21 days. 21 days. Living in the hospital. I have gone home 3 times- once for sleep, twice for laundry. They say we will probably go home tomorrow, but they said that last week too. I'm frustrated. I'm angry. I'm uncomfortable.

I miss carpet. I miss walking around without shoes on. I miss pumping milk for Theo without someone coming in the room. I miss having a conversation with Travis without being interrupted. I miss making Theo's bottle without nurses needing to double check it and make notes in their chart. I miss changing his diaper without having to weigh it. I miss singing to him without the nurses commenting how cute it is. I miss snuggling with him on the couch. I miss my bed. I miss making my own breakfast, lunch and dinner. I miss having different outfits to choose to wear. I miss our home. I miss a conversation on the phone without losing connection. I miss reading a book or watching a movie without several interruptions. I miss sleep. I miss having a life outside of the hospital.

I hate waking up to Theo screaming because he is getting a blood test at 6am. I hate that at night they come in to weigh him and get measurements right after he falls asleep. I hate that doctors come to the room to answer my questions during the 5 minutes I am in the cafeteria. Timing is not on our side. I hate that I can't have a minute to myself anywhere in this hospital. I hate the cafeteria food. I hate correcting a nurse because she is doing something wrong. I hate the constant, incessant beeping because the pulse oxometer isn't reading well (because Theo is so wiggly). I hate waking up at 3am to the feeding pump being loaded incorrectly,  just for the nurse to fix it and it go off again right after she leaves.  I hate having to label and use a million small containers for the breastmilk. I hate that I know all the nurses and PCAs on the floor by name. I hate the cafeteria food. I hate drinking milk out of a little carton. I hate that we are still here. I hate that I have little hope that we will actually get out of here soon. I hate that Theo has more leakage in his heart.

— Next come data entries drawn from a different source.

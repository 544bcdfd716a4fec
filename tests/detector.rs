use approx::assert_abs_diff_eq;
use chrono::{NaiveDate, NaiveDateTime, TimeDelta};
use tremor::detector::format_timestamp;
use tremor::{Detector, DetectorConfig, Error, Landscape, Trace, run};

fn start() -> NaiveDateTime {
    NaiveDate::from_ymd_opt(1970, 1, 19)
        .and_then(|d| d.and_hms_micro_opt(20, 25, 0, 0))
        .unwrap()
}

fn impulse_trace(id: &str, n: usize, sample_rate_hz: f64, impulses: &[(usize, f64)]) -> Trace {
    let times: Vec<f64> = (0..n).map(|i| i as f64 / sample_rate_hz).collect();
    let mut samples = vec![0.0; n];
    for &(at, amp) in impulses {
        samples[at] = amp;
    }
    Trace::new(id, format!("{id}.csv"), times, samples, start())
}

#[test]
fn lunar_impulse_onset_on_leading_edge() {
    let trace = impulse_trace("lunar", 1000, 100.0, &[(500, 1.0)]);
    let results = run(&[trace], "lunar").unwrap();
    assert_eq!(results.len(), 1);
    let onset = results[0].predicted_onset_rel.unwrap();
    // frame 93 of a 5-sample hop at 100 Hz
    assert_abs_diff_eq!(onset, 93.0 * 5.0 / 100.0, epsilon = 1e-9);
}

#[test]
fn mars_impulse_onset_near_five_seconds() {
    let trace = impulse_trace("mars", 1000, 100.0, &[(500, 1.0)]).with_ground_truth(5.0);
    let results = run(&[trace], "mars").unwrap();
    let result = &results[0];

    let onset = result.predicted_onset_rel.unwrap();
    assert!((4.9..=5.1).contains(&onset), "onset {onset}");
    assert_abs_diff_eq!(onset, 5.05, epsilon = 1e-9);

    let expected_abs = start() + TimeDelta::milliseconds(5050);
    assert_eq!(result.predicted_onset_abs, Some(expected_abs));
    assert_eq!(
        result.predicted_onset_abs_string().as_deref(),
        Some("1970-01-19T20:25:05.050000")
    );
    assert_eq!(result.ground_truth_onset, Some(5.0));
    assert_abs_diff_eq!(result.duration, 9.99, epsilon = 1e-9);
    assert_eq!(result.filename, "mars.csv");
}

#[test]
fn earliest_peak_wins_over_later_equal_peak() {
    let trace = impulse_trace("two", 1000, 100.0, &[(300, 1.0), (700, 1.0)]);
    let results = run(&[trace], "mars").unwrap();
    assert_abs_diff_eq!(results[0].predicted_onset_rel.unwrap(), 3.05, epsilon = 1e-9);
}

#[test]
fn weak_first_event_below_height_is_ignored() {
    // Flux scales with amplitude squared: 0.25 of the maximum is below 0.3
    let trace = impulse_trace("weak", 1000, 100.0, &[(300, 0.5), (700, 1.0)]);
    let results = run(&[trace], "mars").unwrap();
    assert_abs_diff_eq!(results[0].predicted_onset_rel.unwrap(), 7.05, epsilon = 1e-9);
}

#[test]
fn silent_trace_has_no_onset() {
    let trace = impulse_trace("quiet", 1000, 100.0, &[]);
    let results = run(&[trace], "lunar").unwrap();
    assert_eq!(results.len(), 1);
    assert_eq!(results[0].predicted_onset_rel, None);
    assert_eq!(results[0].predicted_onset_abs, None);
}

#[test]
fn unknown_landscape_fails_before_processing() {
    let trace = impulse_trace("ev", 1000, 100.0, &[(500, 1.0)]);
    match run(&[trace], "venus") {
        Err(Error::UnknownLandscape(tag)) => assert_eq!(tag, "venus"),
        other => panic!("expected UnknownLandscape, got {other:?}"),
    }
}

#[test]
fn unprocessable_traces_are_skipped_in_order() {
    let single = Trace::new("single", "single.csv", vec![0.0], vec![1.0], start());
    let empty = Trace::new("empty", "empty.csv", vec![], vec![], start());
    let ragged = Trace::new("ragged", "ragged.csv", vec![0.0, 0.01, 0.02], vec![0.0; 2], start());
    let short = impulse_trace("short", 15, 100.0, &[(7, 1.0)]);
    // 4 Hz sampling puts the mars cutoff above Nyquist
    let coarse = impulse_trace("coarse", 200, 4.0, &[(100, 1.0)]);

    let traces = vec![
        impulse_trace("a", 1000, 100.0, &[(300, 1.0)]),
        single,
        empty,
        impulse_trace("b", 1000, 100.0, &[(500, 1.0)]),
        ragged,
        short,
        coarse,
        impulse_trace("c", 1000, 100.0, &[(700, 1.0)]),
    ];
    let results = run(&traces, "mars").unwrap();
    let ids: Vec<&str> = results.iter().map(|r| r.id.as_str()).collect();
    assert_eq!(ids, ["a", "b", "c"]);
    assert_abs_diff_eq!(results[0].predicted_onset_rel.unwrap(), 3.05, epsilon = 1e-9);
    assert_abs_diff_eq!(results[1].predicted_onset_rel.unwrap(), 5.05, epsilon = 1e-9);
}

#[test]
fn trace_shorter_than_a_window_emits_row_without_onset() {
    let trace = impulse_trace("tiny", 16, 100.0, &[(8, 1.0)]);
    let results = run(&[trace], "mars").unwrap();
    assert_eq!(results.len(), 1);
    assert_eq!(results[0].predicted_onset_rel, None);
}

#[test]
fn per_trace_errors_surface_from_detect() {
    let detector = Detector::new(DetectorConfig::new(Landscape::Lunar));
    let single = Trace::new("single", "single.csv", vec![0.0], vec![1.0], start());
    assert!(matches!(
        detector.detect(&single),
        Err(Error::InsufficientData { len: 1, .. })
    ));
    let short = impulse_trace("short", 15, 100.0, &[(7, 1.0)]);
    assert!(matches!(
        detector.detect(&short),
        Err(Error::SignalTooShort { len: 15, min: 15 })
    ));
    let coarse = impulse_trace("coarse", 200, 2.0, &[(100, 1.0)]);
    assert!(matches!(
        detector.detect(&coarse),
        Err(Error::InvalidCutoff { .. })
    ));
}

#[test]
fn detection_is_idempotent() {
    let traces = vec![
        impulse_trace("a", 1000, 100.0, &[(300, 1.0)]),
        impulse_trace("b", 1000, 100.0, &[(500, 1.0)]),
    ];
    let first = run(&traces, "lunar").unwrap();
    let second = run(&traces, "lunar").unwrap();
    assert_eq!(first, second);
}

#[test]
fn analysis_exposes_intermediate_curves() {
    let trace = impulse_trace("ev", 1000, 100.0, &[(500, 1.0)]);
    let detector = Detector::new(DetectorConfig::new(Landscape::Mars));
    let analysis = detector.analyze(&trace).unwrap();
    assert_eq!(analysis.sample_rate_hz, 100.0);
    assert_eq!(analysis.window_size, 20);
    assert_eq!(analysis.hop_size, 5);
    assert_eq!(analysis.filtered.len(), 1000);
    assert_eq!(analysis.flux.len(), 196);
    assert_eq!(analysis.onset_frame, Some(101));
    assert_eq!(analysis.onset, Some(analysis.flux.frame_times[101]));

    let detected = detector.detect(&trace).unwrap();
    assert_eq!(detected.predicted_onset_rel, analysis.onset);
}

#[test]
fn unsmoothed_config_changes_curve_not_length() {
    let trace = impulse_trace("ev", 1000, 100.0, &[(500, 1.0)]);
    let smooth = Detector::new(DetectorConfig::new(Landscape::Mars))
        .analyze(&trace)
        .unwrap();
    let raw = Detector::new(DetectorConfig::new(Landscape::Mars).with_smoothing(false))
        .analyze(&trace)
        .unwrap();
    assert_eq!(raw.flux.len(), smooth.flux.len());
    assert_ne!(raw.flux.values, smooth.flux.values);
}

#[test]
fn results_serialize_with_column_names() {
    let trace = impulse_trace("evid00042", 1000, 100.0, &[(500, 1.0)]).with_ground_truth(5.0);
    let results = run(&[trace], "mars").unwrap();

    let json = serde_json::to_value(&results[0]).unwrap();
    assert_eq!(json["evid"], "evid00042");
    assert_eq!(json["filename"], "evid00042.csv");
    assert_eq!(json["onset_time_ground_truth"], 5.0);
    assert_eq!(json["detection_time_abs"], "1970-01-19T20:25:05.050000");
    assert!(json["detection_time_rel"].is_f64());
    assert!(json["audio_duration"].is_f64());

    let entry = serde_json::to_value(results[0].catalog_entry()).unwrap();
    assert_eq!(
        entry["time_abs(%Y-%m-%dT%H:%M:%S.%f)"],
        "1970-01-19T20:25:05.050000"
    );
    assert_eq!(entry["time_rel(sec)"], json["detection_time_rel"]);
}

#[test]
fn missing_onset_serializes_as_null() {
    let trace = impulse_trace("quiet", 1000, 100.0, &[]);
    let results = run(&[trace], "mars").unwrap();
    let json = serde_json::to_value(&results[0]).unwrap();
    assert!(json["detection_time_rel"].is_null());
    assert!(json["detection_time_abs"].is_null());
    assert!(json["onset_time_ground_truth"].is_null());
}

#[test]
fn timestamp_format_keeps_microseconds() {
    let t = start() + TimeDelta::microseconds(1);
    assert_eq!(format_timestamp(&t), "1970-01-19T20:25:00.000001");
}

Today makes 21 days in a row, total 45 since the beginning of the year. As much as I want to go home and sleep,  I can't bear the thought of leaving Theo completely in the hands of someone else. I'm going crazy. Luckily, Travis is going crazy with me. As Travis always says, "All the best people are crazy." 

Don't get me wrong, I love the great care of the team of doctors, but I am ready to have my baby to myself again.

Comments

  1. Oh, Abby. I'm so sorry. I will continue to pray for you all. What a hard, hard thing you are asked to endure. You are so strong, and when you feel weak, God will carry you if you ask Him! Have you ever listened to the LDS youth music? Google it if not, or you can download the LDS youth app. I really like the music. Listen to the song "Lay it Down." It helped me get through a difficult trial in my life. You are a beautiful writer. I hope things get better for you very, very soon and you get Theo back to yourself. Love you!